Selain itu Adira Finance akan mempersembahkan penghargaan khusus yaitu Pasar Rakyat Paling Mempesona, bagi Pemerintah Daerah dan komunitas lokal penyelenggara Festival Pasar Rakyat yang mampu menampilkan potensi dan pesona pasar rakyat sebagai ruang publik yang edukatif dan kreatif, dengan mengajak keterlibatan masyarakat luas pada acara Festival Pasar Rakyat. “Pluralisme adalah keniscayaan bagi Indonesia, sekaligus modal sosial yang sangat berharga.

Dalam konteks FPR ini Magelang yang kaya dengan keberagaman, menunjukkan kemampuan pengelolaan yang baik, dan menjadi atmosfer pendukung yang memampukan masyarakat dapat menjalani peri kehidupan dengan baik. Hal ini telah ditunjukkan oleh komunitas dan relawan yang tergabung di dalam Forum Komunitas Seni Budaya Magelang. Tentunya dengan elaborasi dan kolaborasi yang erat dengan segenap pemangku kepentingan, kegiatan FPR Magelang ini sah digugat sebagai keberhasilan bersama, keberhasilan semua pihak. Untuk itu kami haturkan terima kasih dan penghargaan yang setingginya. Selanjutnya kami mengundang kepada semua pihak untuk menjadikan Festival Pasar Rakyat ini sebagai titik ungkit bagi inisiatif kemitraan ke depan, dan menjadi lokomotif perubahan bagi Magelang.
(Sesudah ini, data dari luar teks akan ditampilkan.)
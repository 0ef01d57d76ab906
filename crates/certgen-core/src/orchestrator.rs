//! Generation orchestrator
//!
//! Turns one dataset into one render job per record, runs the jobs
//! concurrently, then hands the successful documents to the output plugins
//! and folds everything into a single [`RunStatus`].

use std::collections::BTreeMap;
use std::fs;
use std::path::{Path, PathBuf};
use std::sync::Arc;

use certgen_model::{
    Artifact, ExtensionConfig, Extras, RecordModel, RenderOutcome, RenderStatus, RunMetadata,
    RunStatus, TabularDataset,
};
use certgen_pdf::DocumentRenderer;
use certgen_plugins::OutputManager;
use chrono::Utc;
use tokio::sync::Semaphore;
use tokio::task::JoinSet;
use tracing::{debug, info, warn};
use uuid::Uuid;

use crate::config::OrchestratorConfig;
use crate::error::OrchestratorError;

/// Drives one generation run
///
/// An orchestrator owns the metadata of exactly one run, so
/// [`generate`](Orchestrator::generate) consumes it.
pub struct Orchestrator<R: DocumentRenderer> {
    renderer: R,
    manager: OutputManager,
    config: OrchestratorConfig,
    metadata: RunMetadata,
}

impl<R: DocumentRenderer> Orchestrator<R> {
    pub fn new(renderer: R, manager: OutputManager, config: OrchestratorConfig) -> Self {
        let issued_at = config.issued_at.unwrap_or_else(Utc::now);
        let metadata = RunMetadata::new(issued_at, Uuid::new_v4().to_string());
        Self {
            renderer,
            manager,
            config,
            metadata,
        }
    }

    pub fn metadata(&self) -> &RunMetadata {
        &self.metadata
    }

    pub fn config(&self) -> &OrchestratorConfig {
        &self.config
    }

    pub fn manager(&self) -> &OutputManager {
        &self.manager
    }

    /// Staging directory of this run: `<temp_root>/<issue millis>-<run id>`
    pub fn run_dir(&self) -> PathBuf {
        self.config.temp_root.join(format!(
            "{}-{}",
            self.metadata.issue_millis(),
            self.metadata.run_id
        ))
    }

    /// Render every record and dispatch the requested output plugins.
    ///
    /// Whole-batch problems (no template, no header row, a template the
    /// renderer rejects) end the run with a `Failure` status before any
    /// record is rendered or plugin invoked. Everything else is reported per
    /// record and per plugin.
    pub async fn generate(
        self,
        template_path: &Path,
        dataset: TabularDataset,
        requests: &[ExtensionConfig],
        extras: Extras,
    ) -> RunStatus {
        if let Err(e) = check_preconditions(template_path, &dataset) {
            warn!("{}", e);
            return RunStatus::failure(e.to_string());
        }

        let mut renderer = self.renderer.clone();
        renderer.set_template(template_path);
        renderer.set_constants(self.config.constants.clone());
        if let Some(outcome) = renderer.template_error() {
            warn!(status = %outcome.status, "template rejected: {}", outcome.message);
            return RunStatus::failure(outcome.message);
        }

        let run_id = self.metadata.run_id.clone();
        let run_dir = self.run_dir();
        if let Err(source) = fs::create_dir_all(&run_dir) {
            let e = OrchestratorError::RunDirectory {
                path: run_dir,
                source,
            };
            warn!("{}", e);
            return RunStatus::failure(e.to_string());
        }

        info!(
            run_id = %run_id,
            records = dataset.record_count(),
            plugins = requests.len(),
            dir = %run_dir.display(),
            "starting generation run"
        );

        let records = self
            .render_all(Arc::new(renderer), dataset.record_models(), &run_dir)
            .await;

        let artifacts: Vec<Artifact> = records
            .iter()
            .enumerate()
            .filter(|(_, outcome)| outcome.is_success())
            .map(|(record, _)| Artifact {
                record,
                path: staged_path(&run_dir, record),
            })
            .collect();

        let metadata = self.metadata.clone().with_extras(extras);
        let extensions = self
            .manager
            .generate_output(requests, artifacts, dataset, metadata)
            .await;

        if !self.config.keep_artifacts {
            if let Err(e) = fs::remove_dir_all(&run_dir) {
                warn!(dir = %run_dir.display(), "could not remove run directory: {}", e);
            }
        }

        let status = RunStatus::completed(records, extensions).with_run(run_id, run_dir);
        info!(status = %status.status, "{}", status.message);
        status
    }

    /// Render all models concurrently, outcomes in model order
    async fn render_all(
        &self,
        renderer: Arc<R>,
        models: Vec<RecordModel>,
        run_dir: &Path,
    ) -> Vec<RenderOutcome> {
        let count = models.len();
        let permits = Arc::new(Semaphore::new(self.config.max_parallel_renders.max(1)));
        let limit = self.config.render_timeout;
        let mut tasks = JoinSet::new();

        for (index, model) in models.into_iter().enumerate() {
            let renderer = Arc::clone(&renderer);
            let permits = Arc::clone(&permits);
            let output = staged_path(run_dir, index);

            tasks.spawn(async move {
                let Ok(permit) = permits.acquire_owned().await else {
                    return (
                        index,
                        RenderOutcome::with_message(RenderStatus::UnknownError, "Render queue closed."),
                    );
                };

                // The permit is released when the blocking render really ends,
                // not when we stop waiting for it.
                let work = tokio::task::spawn_blocking(move || {
                    let _permit = permit;
                    renderer.render(&model, &output)
                });

                let outcome = match tokio::time::timeout(limit, work).await {
                    Ok(Ok(outcome)) => outcome,
                    Ok(Err(e)) => RenderOutcome::with_message(
                        RenderStatus::UnknownError,
                        format!("Renderer panicked: {}", e),
                    ),
                    Err(_) => RenderOutcome::from_status(RenderStatus::TimedOut),
                };
                (index, outcome)
            });
        }

        let mut outcomes = BTreeMap::new();
        while let Some(joined) = tasks.join_next().await {
            match joined {
                Ok((index, outcome)) => {
                    debug!(record = index, status = %outcome.status, "record finished");
                    outcomes.insert(index, outcome);
                }
                Err(e) => warn!("render task failed to join: {}", e),
            }
        }

        (0..count)
            .map(|index| {
                outcomes.remove(&index).unwrap_or_else(|| {
                    RenderOutcome::with_message(
                        RenderStatus::UnknownError,
                        "Render task did not complete.",
                    )
                })
            })
            .collect()
    }
}

fn staged_path(run_dir: &Path, record: usize) -> PathBuf {
    run_dir.join(format!("{}.pdf", record))
}

fn check_preconditions(
    template_path: &Path,
    dataset: &TabularDataset,
) -> Result<(), OrchestratorError> {
    if template_path.as_os_str().is_empty() {
        return Err(OrchestratorError::MissingTemplatePath);
    }
    if !template_path.is_file() {
        return Err(OrchestratorError::TemplateNotFound(
            template_path.to_path_buf(),
        ));
    }
    if dataset.is_empty() {
        return Err(OrchestratorError::EmptyDataset);
    }
    Ok(())
}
Dengan demikian, pasar rakyat sebagai ruang publik yang berkelanjutan dapat terwujud dan menjadi satu nilai penting bagi posisi Kab. Magelang dalam peta lokal hingga global.Tanpa menunda lagi, saya ucapkan selamat untuk kegiatan yang sudah sampai di titik ini. Semoga bermanfaat bagi kita semua. Selamat berbahagia bersama semesta”, ujar Jenik Andreas dalam sambutannya.